A Message for Our Time
- Maria Calleja
- Jul 11, 2020
- 3 min read
By Maria Calleja
I love learning and gathering spiritual knowledge to pass on to others in an easy, understandable way. In my research I came across a recent article from “The George Collective”, channeled by Karen Frazier, and felt it had an important message worth sharing. I summarized and paraphrased the points that stood out for me in the hope that this version will give you an easy insight into the message.
For the complete channel you can go to: https://www.authorkarenfrazier.com/blog/message-15-from-the-george-collective-trauma-identification#/

We are at a crucial juncture. We can be the tools of our own destruction or the tools of our own salvation. It is up to us to decide.
Would we rather cling to systems that no longer serve us or recognize that we are all citizens of a universe that is all One? Would we rather do only what we want and deny fellow humans their basic human rights, or reach across the divide and recognize the inherent dignity of those whose thoughts, experiences, and beliefs are different from ours? Would we rather do things only for ourselves or reach out our hands to our brothers and sisters who are struggling? Would we rather live in our trauma-identification, or break free of past trauma in order to grow through our resilience, joy, and determination?
These are the choices that are facing us and one of our biggest hurdles is our tendency for trauma-identification. We reward the preference to dwell in the worst things that have happened to us instead of the best, and trauma plays an important role in this human condition. Trauma is a shared experience that ignites compassion and provides the deepest and most significant opportunities for growth.
When trauma occurs, we receive support and compassion from others but only for a short time. Eventually, people get cause fatigue and move on and, in turn, we are encouraged to “get over it.” This implied pressure keeps us from allowing ourselves to fully feel and experience our emotions, so we suppress them, become stuck in the unhealthy emotions and carry them in the back of our consciousness. The more this happens, the more we identify with the bad things that have happened instead of the strengths we have gained from them. Ultimately, we begin to see ourselves as the negative product of our trauma and become trauma-identified (which is a form of clinging to the past), instead of using the trauma as momentum to accelerate our growth.
By not allowing ourselves to sit with the original discomfort, whether it comes from trauma or uncomfortable truths, we prevent our own healing by choosing to remain in old energy. You cannot re-fill a vessel that is already full. If we wish to make space for new energy and new possibilities, we MUST first release the old energy.
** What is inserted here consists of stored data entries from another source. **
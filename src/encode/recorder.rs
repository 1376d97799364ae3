use crate::encode::ffmpeg::{FfmpegProcess, VideoCodec, flatten_to_opaque_rgba8};
use crate::encode::sink::{Blob, EncodeConfig, FrameEncoder};
use crate::foundation::error::{MorphError, MorphResult};
use crate::render::backend::FrameRGBA;

/// Persistent output canvas of a [`RecordedEncoder`].
///
/// Captures are flattened onto the canvas background; captures of another size are resized
/// to fit.
#[derive(Clone, Debug)]
pub struct RecorderCanvas {
    image: image::RgbaImage,
    background: [u8; 4],
}

impl RecorderCanvas {
    /// Opaque canvas of `width`x`height` filled with `background`.
    pub fn new(width: u32, height: u32, background: [u8; 4]) -> Self {
        let [r, g, b, _] = background;
        Self {
            image: image::RgbaImage::from_pixel(width, height, image::Rgba([r, g, b, 255])),
            background,
        }
    }

    /// Canvas size.
    pub fn dimensions(&self) -> (u32, u32) {
        self.image.dimensions()
    }

    /// Current canvas pixels, opaque RGBA8.
    pub fn pixels(&self) -> &[u8] {
        &self.image
    }

    /// Draw `frame` over the whole canvas.
    pub fn draw(&mut self, frame: &FrameRGBA) -> MorphResult<()> {
        if frame.data.len() != frame.canvas().rgba_len() {
            return Err(MorphError::validation(
                "frame.data size mismatch with width*height*4",
            ));
        }
        let (width, height) = self.image.dimensions();
        if frame.width == width && frame.height == height {
            return flatten_to_opaque_rgba8(
                &mut self.image,
                &frame.data,
                frame.premultiplied,
                self.background,
            );
        }

        let mut flat = vec![0u8; frame.data.len()];
        flatten_to_opaque_rgba8(&mut flat, &frame.data, frame.premultiplied, self.background)?;
        let src = image::RgbaImage::from_raw(frame.width, frame.height, flat)
            .ok_or_else(|| MorphError::capture("captured frame has an invalid buffer"))?;
        self.image =
            image::imageops::resize(&src, width, height, image::imageops::FilterType::Triangle);
        Ok(())
    }
}

/// Fallback video encoder for runtimes without a streaming codec.
///
/// Every capture is drawn onto a persistent [`RecorderCanvas`] and the canvas is fed to a
/// recording `ffmpeg` as it arrives. Only one raw frame is held; the encoded stream accumulates
/// in the process output and is collected at [`FrameEncoder::finish`].
pub struct RecordedEncoder {
    codec: VideoCodec,
    cfg: Option<EncodeConfig>,
    canvas: Option<RecorderCanvas>,
    process: Option<FfmpegProcess>,
    frames: u64,
    last_ts: Option<u64>,
}

impl RecordedEncoder {
    /// Recorder muxing with `codec`. `ffmpeg` is spawned in [`FrameEncoder::begin`].
    pub fn new(codec: VideoCodec) -> Self {
        Self {
            codec,
            cfg: None,
            canvas: None,
            process: None,
            frames: 0,
            last_ts: None,
        }
    }

    /// Number of frames recorded so far.
    pub fn recorded_frames(&self) -> u64 {
        self.frames
    }

    /// Raw pixel bytes held by the encoder. Stays at one frame regardless of length.
    pub fn buffered_bytes(&self) -> usize {
        self.canvas.as_ref().map_or(0, |c| c.pixels().len())
    }
}

impl FrameEncoder for RecordedEncoder {
    fn begin(&mut self, cfg: EncodeConfig) -> MorphResult<()> {
        cfg.validate()?;
        self.abort();
        self.process = Some(FfmpegProcess::spawn(&cfg, self.codec)?);
        self.canvas = Some(RecorderCanvas::new(cfg.width, cfg.height, cfg.background));
        self.cfg = Some(cfg);
        self.frames = 0;
        self.last_ts = None;
        Ok(())
    }

    fn push_frame(&mut self, frame: &FrameRGBA, timestamp_us: u64) -> MorphResult<()> {
        if self.cfg.is_none() {
            return Err(MorphError::encode("push_frame called before begin"));
        }
        if self.last_ts.is_some_and(|t| t >= timestamp_us) {
            return Err(MorphError::encode("timestamps must be strictly increasing"));
        }
        let (Some(canvas), Some(process)) = (self.canvas.as_mut(), self.process.as_mut()) else {
            return Err(MorphError::encode("recorder is already finalized"));
        };
        canvas.draw(frame)?;
        process.write(canvas.pixels())?;
        self.last_ts = Some(timestamp_us);
        self.frames += 1;
        Ok(())
    }

    fn finish(&mut self, progress: &mut dyn FnMut(f64)) -> MorphResult<Blob> {
        if self.cfg.take().is_none() {
            return Err(MorphError::encode("finish called before begin"));
        }
        self.canvas = None;
        let process = self
            .process
            .take()
            .ok_or_else(|| MorphError::encode("recorder is already finalized"))?;
        if self.frames == 0 {
            process.kill();
            return Err(MorphError::encode("no frames were recorded"));
        }
        tracing::debug!(
            codec = self.codec.encoder_name(),
            frames = self.frames,
            "stopping recorder"
        );
        let bytes = process.finish()?;
        progress(1.0);
        Ok(Blob::new(self.codec.mime_type(), bytes))
    }

    fn abort(&mut self) {
        self.cfg = None;
        self.canvas = None;
        if let Some(process) = self.process.take() {
            process.kill();
        }
    }
}

impl Drop for RecordedEncoder {
    fn drop(&mut self) {
        self.abort();
    }
}

#[cfg(test)]
#[path = "../../tests/unit/encode/recorder.rs"]
mod tests;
It seems contradictory that in order to release old energy, we must allow ourselves the full experience of painful emotions, but it is nonetheless true. Emotions come to us for a reason, and it is up to us to allow ourselves to experience them. When we fail to sit with the discomfort of these emotions, we deny ourselves the space for growth and instead they become an ongoing source of pain and self-identification. This works at cross-purposes to our true nature, which is to grow, change, and progress from both our painful and our joyful experiences.
Trauma always carries with it the seeds of transformation. But in not allowing the full experience of emotion in the aftermath of trauma, instead of watering those seeds and giving them light, you allow them to lay fallow because there is no space in which they can reach full bloom.
After darkness comes light, however, we cannot appreciate the light without first allowing ourselves the full experience of darkness. If nighttime only existed as a faded wash of gray, we would never experience the glory of the heavens with their twinkling stars that remind us of the light even in our darkest moments.

Remember, we are so loved!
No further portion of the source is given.